[Opening Record excerpts section]

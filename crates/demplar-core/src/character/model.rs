//! Character domain models.

use serde::{Deserialize, Serialize};

use super::faction::FactionTheme;

/// Faction name shown for characters without an allegiance.
pub const UNDECIDED_FACTION: &str = "Undecided";
/// Faction name shown for non-player characters.
pub const NPC_FACTION: &str = "NPC";
/// Class name used when a record carries none.
pub const DEFAULT_CLASS_NAME: &str = "Undecided";
/// Identifier of the default location entity.
pub const DEFAULT_LOCATION_ID: &str = "f00bd95c-8d32-40c3-96ba-4e4e3a1bb9c9";
/// Name of the default location entity.
pub const DEFAULT_LOCATION_NAME: &str = "Kingdom";
/// Upper bound of the derived power value.
pub const MAX_POWER: u32 = 1000;
/// Lore is constant for every character.
pub const LORE_VALUE: u32 = 100;
/// Cap of the level-earned share of power.
pub const MAX_BASE_POWER: u32 = 800;
/// Cap of the experience share of power.
pub const MAX_EXPERIENCE_BONUS: u32 = 200;

/// A reference to a named entity in the content store (location, skill, talent).
#[derive(Debug, Clone, PartialEq, Eq, Serialize, Deserialize)]
pub struct NamedRef {
    pub id: String,
    pub name: String,
}

impl NamedRef {
    pub fn new(id: impl Into<String>, name: impl Into<String>) -> Self {
        Self {
            id: id.into(),
            name: name.into(),
        }
    }

    /// The location assigned to characters whose record has none.
    pub fn default_location() -> Self {
        Self::new(DEFAULT_LOCATION_ID, DEFAULT_LOCATION_NAME)
    }
}

/// A character's allegiance.
///
/// Absence of a faction is resolved once, when records are loaded, into
/// `Undecided` so consumers never check for a missing value.
#[derive(Debug, Clone, Default, PartialEq, Eq, Serialize, Deserialize)]
#[serde(tag = "kind", rename_all = "camelCase")]
pub enum Faction {
    Known { id: String, name: String },
    #[default]
    Undecided,
}

impl Faction {
    pub fn known(id: impl Into<String>, name: impl Into<String>) -> Self {
        Self::Known {
            id: id.into(),
            name: name.into(),
        }
    }

    /// The faction name, `"Undecided"` for the default.
    pub fn name(&self) -> &str {
        match self {
            Self::Known { name, .. } => name,
            Self::Undecided => UNDECIDED_FACTION,
        }
    }

    pub fn id(&self) -> Option<&str> {
        match self {
            Self::Known { id, .. } => Some(id),
            Self::Undecided => None,
        }
    }

    pub fn is_undecided(&self) -> bool {
        matches!(self, Self::Undecided)
    }

    pub fn theme(&self) -> FactionTheme {
        FactionTheme::from_name(self.name())
    }
}

/// Whether a character is a player character or a lore placeholder.
///
/// Non-player characters are shown with the "NPC" faction and are excluded
/// from every statistic.
#[derive(Debug, Clone, Copy, Default, PartialEq, Eq, Serialize, Deserialize)]
#[serde(rename_all = "lowercase")]
pub enum Standing {
    #[default]
    Player,
    Npc,
}

/// A character record as held by the session.
#[derive(Debug, Clone, PartialEq, Serialize, Deserialize)]
#[serde(rename_all = "camelCase")]
pub struct Character {
    /// Unique within a collection snapshot.
    pub id: String,
    pub name: String,
    pub level: u32,
    pub class_name: String,
    #[serde(default)]
    pub faction: Faction,
    pub location: NamedRef,
    #[serde(default)]
    pub buffs: Vec<String>,
    #[serde(default)]
    pub skills: Vec<NamedRef>,
    #[serde(default)]
    pub talents: Vec<NamedRef>,
    /// Image asset reference in the content store.
    #[serde(default, skip_serializing_if = "Option::is_none")]
    pub card_image: Option<String>,
    #[serde(default, skip_serializing_if = "Option::is_none")]
    pub profile_url: Option<String>,
    #[serde(default, skip_serializing_if = "Option::is_none")]
    pub twitter_handle: Option<String>,
    /// External referral code.
    #[serde(default, skip_serializing_if = "Option::is_none")]
    pub referral_code: Option<String>,
    #[serde(default)]
    pub standing: Standing,
}

impl Character {
    /// Creates an undecided player character with default class and location.
    pub fn new(id: impl Into<String>, name: impl Into<String>, level: u32) -> Self {
        Self {
            id: id.into(),
            name: name.into(),
            level,
            class_name: DEFAULT_CLASS_NAME.to_string(),
            faction: Faction::Undecided,
            location: NamedRef::default_location(),
            buffs: Vec::new(),
            skills: Vec::new(),
            talents: Vec::new(),
            card_image: None,
            profile_url: None,
            twitter_handle: None,
            referral_code: None,
            standing: Standing::Player,
        }
    }

    pub fn with_class(mut self, class_name: impl Into<String>) -> Self {
        self.class_name = class_name.into();
        self
    }

    pub fn with_faction(mut self, faction: Faction) -> Self {
        self.faction = faction;
        self
    }

    pub fn with_standing(mut self, standing: Standing) -> Self {
        self.standing = standing;
        self
    }

    /// Derived power: ten per level, capped at [`MAX_POWER`].
    pub fn power(&self) -> u32 {
        self.level.saturating_mul(10).min(MAX_POWER)
    }

    /// Part of [`power`](Self::power) earned from level: eight per level,
    /// capped at 800.
    pub fn base_power(&self) -> u32 {
        self.level.saturating_mul(8).min(MAX_BASE_POWER)
    }

    /// Part of [`power`](Self::power) shown as experience: two per level,
    /// capped at 200.
    pub fn experience_bonus(&self) -> u32 {
        self.level.saturating_mul(2).min(MAX_EXPERIENCE_BONUS)
    }

    pub fn lore(&self) -> u32 {
        LORE_VALUE
    }

    /// True for characters counted by statistics and rankings.
    pub fn is_eligible(&self) -> bool {
        self.standing == Standing::Player
    }

    /// Faction name as shown to users; non-player characters read "NPC".
    pub fn display_faction(&self) -> &str {
        match self.standing {
            Standing::Npc => NPC_FACTION,
            Standing::Player => self.faction.name(),
        }
    }

    pub fn theme(&self) -> FactionTheme {
        FactionTheme::from_name(self.display_faction())
    }

    pub fn slug(&self) -> String {
        slugify(&self.name)
    }
}

/// Turns a display name into a URL-friendly slug.
///
/// Brackets are dropped, anything outside `[a-z0-9 -]` is removed, and runs
/// of whitespace or hyphens collapse into a single hyphen.
pub fn slugify(name: &str) -> String {
    let cleaned: String = name
        .to_lowercase()
        .chars()
        .filter(|c| c.is_ascii_lowercase() || c.is_ascii_digit() || c.is_whitespace() || *c == '-')
        .collect();

    let mut slug = String::with_capacity(cleaned.len());
    let mut pending_dash = false;
    for c in cleaned.trim().chars() {
        if c.is_whitespace() || c == '-' {
            pending_dash = true;
            continue;
        }
        if pending_dash {
            slug.push('-');
            pending_dash = false;
        }
        slug.push(c);
    }
    // The input is trimmed, so a trailing separator can only be a hyphen.
    if pending_dash {
        slug.push('-');
    }
    slug
}

#[cfg(test)]
mod tests {
    use super::*;

    #[test]
    fn test_power_is_capped() {
        assert_eq!(Character::new("1", "Low", 7).power(), 70);
        assert_eq!(Character::new("2", "Cap", 100).power(), 1000);
        assert_eq!(Character::new("3", "Over", 250).power(), 1000);
        assert_eq!(Character::new("4", "Lore", 1).lore(), 100);
    }

    #[test]
    fn test_power_breakdown() {
        let low = Character::new("1", "Low", 7);
        assert_eq!(low.base_power(), 56);
        assert_eq!(low.experience_bonus(), 14);

        let over = Character::new("2", "Over", 150);
        assert_eq!(over.base_power(), 800);
        assert_eq!(over.experience_bonus(), 200);
        assert_eq!(over.base_power() + over.experience_bonus(), over.power());
    }

    #[test]
    fn test_undecided_faction_name() {
        let c = Character::new("1", "Nobody", 3);
        assert!(c.faction.is_undecided());
        assert_eq!(c.display_faction(), "Undecided");
        assert_eq!(c.faction.id(), None);
    }

    #[test]
    fn test_npc_standing_overrides_faction() {
        let c = Character::new("69", "The Watcher", 99)
            .with_faction(Faction::known("f1", "Demplar"))
            .with_standing(Standing::Npc);
        assert_eq!(c.display_faction(), "NPC");
        assert_eq!(c.faction.name(), "Demplar");
        assert!(!c.is_eligible());
        assert_eq!(c.theme(), FactionTheme::Npc);
    }

    #[test]
    fn test_slugify() {
        assert_eq!(slugify("Sir Reginald"), "sir-reginald");
        assert_eq!(slugify("[GM] Shadow  Mera"), "gm-shadow-mera");
        assert_eq!(slugify("Bob's -- Character!"), "bobs-character");
        assert_eq!(slugify("  spaced  "), "spaced");
        assert_eq!(slugify("edge-"), "edge-");
    }

    #[test]
    fn test_serde_defaults_for_optional_fields() {
        let json = r#"{
            "id": "7",
            "name": "Aria",
            "level": 12,
            "className": "Ranger",
            "location": {"id": "loc", "name": "Tavern"}
        }"#;
        let c: Character = serde_json::from_str(json).unwrap();
        assert!(c.faction.is_undecided());
        assert_eq!(c.standing, Standing::Player);
        assert!(c.buffs.is_empty());
        assert!(c.profile_url.is_none());
    }
}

[Closing Record excerpts section]

* Your instructions
Pull from the data each line where the string "super" turns up.

* Written answer
use super::faction::FactionTheme;
    use super::*;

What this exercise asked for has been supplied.